Steinbeck was pushing sixty when, out of restlessness and speculatively because he knew he was dying, he decided to transit the nation in an outfitted proto-RV called Rocinante (named after Don Quixote’s horse) and document what he found in written word.

I found many of the quotes apropos and relatable, particularly related to his self-admitted wanderlust, a recurring theme throughout the book:

I saw in their eyes something I was to see over and over in every part of the nation—a burning desire to go, to move, to get under way, anyplace, away from any HERE. They spoke quietly of how they wanted to go someday, to move about, free and unanchored, not toward something but away from something. I saw this look and heard this yearning everywhere in every states I visited. Nearly every American hungers to move...

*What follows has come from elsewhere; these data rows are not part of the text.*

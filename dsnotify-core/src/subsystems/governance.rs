use crate::chain::Connman;
use crate::error::HookResult;
use dsnotify_sdk::objects::BlockIndex;

/// Governance object and vote manager.
pub trait Governance: Send + Sync {
    fn on_updated_tip(&self, tip: &BlockIndex, connman: &dyn Connman) -> HookResult;

    /// Re-check objects whose submitting masternode is missing from the list.
    fn reconcile_orphan_objects(&self, connman: &dyn Connman) -> HookResult;

    /// Re-check votes cast by masternodes missing from the list.
    fn reconcile_orphan_votes(&self, connman: &dyn Connman) -> HookResult;

    /// Evict stale entries from the object and vote caches.
    fn cleanup_caches(&self) -> HookResult;
}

When I was very young and the urge to be someplace else was on me, I was assured by mature people that maturity would cure this itch. When years described me as mature, the remedy prescribed was middle age. In middle age I was assured greater age would calm my fever and now that I am fifty-eight perhaps senility will do the job. Nothing has worked. Four hoarse blasts of a ships's whistle still raise the hair on my neck and set my feet to tapping. The sound of a jet, an engine warming up, even the clopping of shod hooves on pavement brings on the ancient shudder, the dry mouth and vacant eye, the hot palms and the churn of stomach high up under the rib cage. In other words, once a bum always a bum. I fear this disease incurable. I set this matter down not to instruct others but to inform myself....A journey is a person in itself; no two are alike. And all plans, safeguards, policing, and coercion are fruitless. We find after years of struggle that we not take a trip; a trip takes us.

I too, have had the burning desire to go anywhere but HERE all my life, particularly in my teens and twenties. Is that urge uniquely American? Maybe.

At many points throughout the novel, Steinbeck sounds much like a forerunner to the Unabomber three decades prior, whose manifesto regarding the impact of technological “progress” on society was, itself, prescient, speculating that what we call “progress” might have social and psychological consequences we can scarcely appreciate because we are biased to believe by default that the current state of affairs will continue indefinitely:

I wonder why progress looks so much like destruction…

We, or at least I, can have no conception of human life and human thought in a hundred years or fifty years. Perhaps my greatest wisdom is the knowledge that I do not know…

It occurs to me that just as the Carthaginians hired mercenaries to do their fighting for them, we Americans being in mercenaries to do our hard and humble work. I hope we may not be overwhelmed one day by peoples not too proud or too lazy or too soft to bend to the earth and pick up the things we eat.

                 RelatedThe Unabomber NAILED Liberal Psychosis in 1995

The reflections of such a poignant observer in his twilight are a worthy read — in Peru or his hometown of Salinas, California.